Uma lei federal de julho de 2003, que entrou em vigor em 2004, instituiu alíquota máxima do ISS em 5%, sendo que a alíquota mínima, estipulada por emenda constitucional, é 2%. Antes, Rio Acima cobrava 1%, enquanto a alíquota para serviços de publicidade em Belo Horizonte era de 3%.
Por isso, de acordo com o último cadastro de empresas do IBGE, lançado no ano passado, Rio Acima tinha 2.625 empresas em 2002 -para uma população estimada em 8.000 habitantes.
A SMPB chegou lá em 2000. Nem sede física possuía. Usava o endereço da prefeitura, como dezenas de outras empresas. O que a identificava era o ‘Box 579’, também virtual. Depois mudou para a rua Quinze, 115, sala 05.
Era na mesma rua em que havia uma filial da DNA, no número 103, loja 103. A Folha esteve lá em novembro passado, e a pequena loja estava fechada. Segundo vizinhos, nunca ninguém foi visto lá.

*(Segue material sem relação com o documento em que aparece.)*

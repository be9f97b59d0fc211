pub mod engine;
pub mod runner;
pub mod entities;
pub mod ports;
pub mod rules;
pub mod stats;
pub mod value_objects;
pub mod window;
pub mod app;
pub mod commands;
pub mod formatters;
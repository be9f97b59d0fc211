use std::future::Future;

use colored::Colorize;

use crate::application::services::runner::{RunEnd, RunSummary, StreamRunner, TickControl};
use crate::domain::entities::snapshot::Snapshot;
use crate::domain::ports::source::ReadingSource;
use crate::presentation::cli::formatters::snapshot_fmt::{format_snapshot, print_section_header};

/// Presentation options for a streaming run.
#[derive(Debug, Clone, Default)]
pub struct RunOptions {
    pub max_ticks: Option<u64>,
    pub json: bool,
}

/// Render one snapshot as a terminal line or a JSON line.
///
/// # Errors
///
/// Returns an error if JSON serialization fails.
pub fn render_snapshot(snapshot: &Snapshot, options: &RunOptions) -> anyhow::Result<String> {
    if options.json {
        Ok(serde_json::to_string(snapshot)?)
    } else {
        Ok(format_snapshot(snapshot))
    }
}

/// Stream readings through the engine until the source is exhausted,
/// `shutdown` resolves (Ctrl+C) or `max_ticks` is reached.
///
/// # Errors
///
/// Returns an error if a tick fails to persist its reading or alert, or the
/// source cannot be read.
pub async fn run_stream<S, F>(
    runner: &mut StreamRunner<'_, S>,
    shutdown: F,
    options: &RunOptions,
) -> anyhow::Result<RunSummary>
where
    S: ReadingSource,
    F: Future<Output = ()>,
{
    if !options.json {
        print_section_header(&format!(
            "📡 {} every {}ms",
            runner.source().describe(),
            runner.interval().as_millis()
        ));
    }

    let mut seen = 0u64;
    let summary = runner
        .run(shutdown, |snapshot| {
            match render_snapshot(snapshot, options) {
                Ok(line) => println!("{line}"),
                Err(e) => tracing::warn!("Failed to render snapshot: {e}"),
            }
            seen += 1;
            if options.max_ticks.is_some_and(|max| seen >= max) {
                TickControl::Stop
            } else {
                TickControl::Continue
            }
        })
        .await?;

    if !options.json {
        println!();
        println!("{}", summary_line(&summary));
    }
    Ok(summary)
}

#[must_use]
pub fn summary_line(summary: &RunSummary) -> String {
    let reason = match summary.ended {
        RunEnd::StreamEnded => "stream ended",
        RunEnd::Interrupted => "interrupted",
        RunEnd::Stopped => "tick limit reached",
    };
    let alerts = if summary.alerts > 0 {
        format!("{} alert(s)", summary.alerts).yellow().bold()
    } else {
        "no alerts".green()
    };
    format!("{} tick(s), {alerts} ({reason})", summary.ticks.to_string().bold())
}
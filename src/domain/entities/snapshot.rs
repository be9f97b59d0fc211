use serde::{Deserialize, Serialize};

use super::reading::Reading;
use crate::domain::rules::Classification;
use crate::domain::stats::WindowStats;
use crate::domain::value_objects::alert_level::AlertLevel;
use crate::domain::value_objects::channel::Channel;

/// Level reached by each channel on its own
#[derive(Debug, Clone, Copy, Default, PartialEq, Eq, Serialize, Deserialize)]
pub struct ChannelLevels {
    pub temperature: AlertLevel,
    pub humidity: AlertLevel,
    pub luminosity: AlertLevel,
}

impl ChannelLevels {
    #[must_use]
    pub const fn get(&self, channel: Channel) -> AlertLevel {
        match channel {
            Channel::Temperature => self.temperature,
            Channel::Humidity => self.humidity,
            Channel::Luminosity => self.luminosity,
        }
    }
}

impl From<&Classification> for ChannelLevels {
    fn from(classification: &Classification) -> Self {
        Self {
            temperature: classification.channel_level(Channel::Temperature),
            humidity: classification.channel_level(Channel::Humidity),
            luminosity: classification.channel_level(Channel::Luminosity),
        }
    }
}

/// Result of one engine tick, handed to the presentation layer. Never stored.
#[derive(Debug, Clone, PartialEq, Serialize, Deserialize)]
pub struct Snapshot {
    pub reading: Reading,
    pub stats: WindowStats,
    pub level: AlertLevel,
    pub channel_levels: ChannelLevels,
    /// One message per triggering channel, in channel order
    pub messages: Vec<String>,
    /// Number of readings in the window after this tick
    pub window_len: usize,
}

impl Snapshot {
    /// Messages joined the way they are persisted in the alert log
    #[must_use]
    pub fn joined_messages(&self) -> String {
        self.messages.join(super::MESSAGE_SEPARATOR)
    }
}
use serde::{Deserialize, Serialize};

use super::channel::Channel;

/// Two-tier thresholds for every channel.
///
/// Temperature and luminosity alert upwards (value ≥ threshold), humidity
/// alerts downwards (value ≤ threshold). The set is immutable once handed to
/// the engine; adjusting thresholds means building a new set.
#[derive(Debug, Clone, PartialEq, Serialize, Deserialize)]
pub struct ThresholdSet {
    /// Temperature (°C) at or above which a warning is raised
    pub temperature_warning: f64,
    /// Temperature (°C) at or above which the reading is critical
    pub temperature_critical: f64,
    /// Relative humidity (%) at or below which a warning is raised
    pub humidity_warning: f64,
    /// Relative humidity (%) at or below which the reading is critical
    pub humidity_critical: f64,
    /// Luminosity (lux) at or above which a warning is raised
    pub luminosity_warning: f64,
    /// Luminosity (lux) at or above which the reading is critical
    pub luminosity_critical: f64,
}

/// Warning/critical pair for one channel
#[derive(Debug, Clone, Copy, PartialEq)]
pub struct ChannelThresholds {
    pub warning: f64,
    pub critical: f64,
}

impl ThresholdSet {
    #[must_use]
    pub const fn for_channel(&self, channel: Channel) -> ChannelThresholds {
        match channel {
            Channel::Temperature => ChannelThresholds {
                warning: self.temperature_warning,
                critical: self.temperature_critical,
            },
            Channel::Humidity => ChannelThresholds {
                warning: self.humidity_warning,
                critical: self.humidity_critical,
            },
            Channel::Luminosity => ChannelThresholds {
                warning: self.luminosity_warning,
                critical: self.luminosity_critical,
            },
        }
    }
}

impl Default for ThresholdSet {
    fn default() -> Self {
        Self {
            temperature_warning: 30.0,
            temperature_critical: 35.0,
            humidity_warning: 30.0,
            humidity_critical: 20.0,
            luminosity_warning: 800.0,
            luminosity_critical: 1000.0,
        }
    }
}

A DNA já encerrou essa filial, e a da SMPB foi fechada em 5 de abril deste ano, segundo a Junta Comercial mineira. Restam duas filiais da Multi Action instaladas no mesmo endereço onde estava a DNA em Rio Acima, que cobra agora 2% de ISS para serviços de entretenimento, enquanto na capital mineira varia de 2% a 5%.
O advogado das agências, Rogério Tolentino, disse que as empresas agem assim de acordo com a conveniência fiscal e cita como exemplo montadoras de automóveis: ‘Todo prestador de serviço se beneficiou com essa guerra fiscal. São essas conveniências fiscais utilizadas no Brasil todo’.’